WHAT IS EGG FREEZING?
- Egg freezing is one way of preserving a woman’s fertility so she can try to have a family in the future. It involves collecting a woman’s eggs, freezing them and then thawing them later on so they can be used in fertility treatment.
- A woman’s chances of conceiving naturally fall as she gets older because the quality and number of her eggs drops. Egg freezing can be an attempt to preserve fertility by freezing the eggs when the woman is young and the eggs are of the highest quality.
IS EGG FREEZING RIGHT FOR ME?
- You might want to consider freezing your eggs if:
- You have a medical condition or need treatment for a medical condition that will affect your fertility, such as cancer (in this case NHS funding may be available depending on where you live).
- You’re worried about your fertility declining but you’re not ready to have a child or you haven’t found the right partner – this is often called ‘elective egg freezing’.
- You’re at risk of injury or death (for example, you’re a member of the Armed Forces who is being deployed to a war zone).
- If you're a female transitioning to a male, you may want to preserve your fertility before you start hormone therapy or have reconstructive surgery. Both treatments can lead to the partial or total loss of your fertility.
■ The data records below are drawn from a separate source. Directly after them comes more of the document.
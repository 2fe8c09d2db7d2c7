//! Operation counting for instrumented sort runs.
//!
//! Every algorithm in this crate goes through [`SortContext`] for its
//! comparisons and swaps, so the counters see every operation without the
//! algorithms carrying any bookkeeping of their own. The counters are an
//! explicit value owned by the caller (typically the benchmark
//! orchestrator), not process globals: reset them before a timed run, read
//! them right after.
//!
//! Counting model, applied uniformly:
//! - a swap costs 1 swap and 3 movements (load to temp, temp to one slot,
//!   slot to the other);
//! - a single-copy shift (Insertion and Shell sort) costs 1 movement and
//!   no swap;
//! - scratch copies of key/pivot values are bookkeeping, not element
//!   movement, and are not counted.

use std::cell::Cell;
use std::cmp::Ordering;

/// Operation totals for one instrumented run.
///
/// Uses `Cell` interior mutability so a shared `&OpCounters` can be
/// threaded through recursive algorithms; deliberately not `Sync`: one
/// logical sort is in flight at a time.
#[derive(Debug, Default)]
pub struct OpCounters {
    comparisons: Cell<u64>,
    swaps: Cell<u64>,
    movements: Cell<u64>,
}

impl OpCounters {
    pub fn new() -> Self {
        Self::default()
    }

    /// Zero all counters. Call immediately before a timed run.
    pub fn reset(&self) {
        self.comparisons.set(0);
        self.swaps.set(0);
        self.movements.set(0);
    }

    /// Read the current totals. Call immediately after a timed run.
    pub fn snapshot(&self) -> OpSnapshot {
        OpSnapshot {
            comparisons: self.comparisons.get(),
            swaps: self.swaps.get(),
            movements: self.movements.get(),
        }
    }

    #[inline]
    fn tally_comparison(&self) {
        self.comparisons.set(self.comparisons.get() + 1);
    }

    #[inline]
    fn tally_swap(&self) {
        self.swaps.set(self.swaps.get() + 1);
        self.movements.set(self.movements.get() + 3);
    }

    #[inline]
    fn tally_movement(&self) {
        self.movements.set(self.movements.get() + 1);
    }
}

/// A plain copy of the counter values at one point in time.
#[derive(Clone, Copy, Debug, Default, PartialEq, Eq)]
pub struct OpSnapshot {
    pub comparisons: u64,
    pub swaps: u64,
    pub movements: u64,
}

impl OpSnapshot {
    /// Per-run averages when the harness repeated the sort `runs` times
    /// over restored copies of the same input.
    pub fn averaged(self, runs: u32) -> OpSnapshot {
        let runs = u64::from(runs.max(1));
        OpSnapshot {
            comparisons: self.comparisons / runs,
            swaps: self.swaps / runs,
            movements: self.movements / runs,
        }
    }
}

/// Counting wrapper around the caller-supplied comparator.
///
/// Algorithms receive a `&SortContext` and must route every comparison
/// through [`SortContext::compare`] and every exchange through
/// [`SortContext::swap`]; the raw comparator is never invoked directly
/// inside a timed region.
pub struct SortContext<'a, T> {
    cmp: &'a dyn Fn(&T, &T) -> Ordering,
    counters: &'a OpCounters,
}

impl<'a, T> SortContext<'a, T> {
    pub fn new(cmp: &'a dyn Fn(&T, &T) -> Ordering, counters: &'a OpCounters) -> Self {
        Self { cmp, counters }
    }

    /// Compare two elements, counting one comparison.
    #[inline]
    pub fn compare(&self, a: &T, b: &T) -> Ordering {
        self.counters.tally_comparison();
        (self.cmp)(a, b)
    }

    /// Exchange `data[i]` and `data[j]`, counting one swap and three
    /// movements. A self-swap (`i == j`) is counted like any other.
    #[inline]
    pub fn swap(&self, data: &mut [T], i: usize, j: usize) {
        data.swap(i, j);
        self.counters.tally_swap();
    }

    /// Record one single-copy element movement (a shift or a key
    /// save/insert in Insertion/Shell sort).
    #[inline]
    pub fn record_move(&self) {
        self.counters.tally_movement();
    }

    pub fn counters(&self) -> &OpCounters {
        self.counters
    }
}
- You don’t want to have leftover embryos after IVF treatment for ethical reasons.
WHAT DOES EGG FREEZING INVOLVE?
- Firstly, you'll need to be tested for any infectious diseases like HIV and hepatitis. This has no bearing on whether you can freeze your eggs or not, but is to ensure that affected egg samples are stored separately to prevent contamination of other samples.
- You'll then start the IVF process, which usually takes around two to three weeks to complete. Normally this will involve taking drugs to boost your egg production and help the eggs mature. When they’re ready, they’ll be collected whilst you’re under general anesthetic or sedation.
- At this point, instead of mixing the eggs with sperm (as in conventional IVF) a cryoprotectant (freezing solution) will be added to protect the eggs. The eggs will then be frozen either by cooling them slowly or by vitrification (fast freezing) and stored in tanks of liquid nitrogen. Latest statistics show that vitrification is more successful than the slow cooling method.
- Most women will have around 15 eggs collected although this isn’t always possible for women with low ovarian reserves (low numbers of eggs). When you want to use them, the eggs will be thawed and those that have survived intact will be injected with your partner’s or donor’s sperm.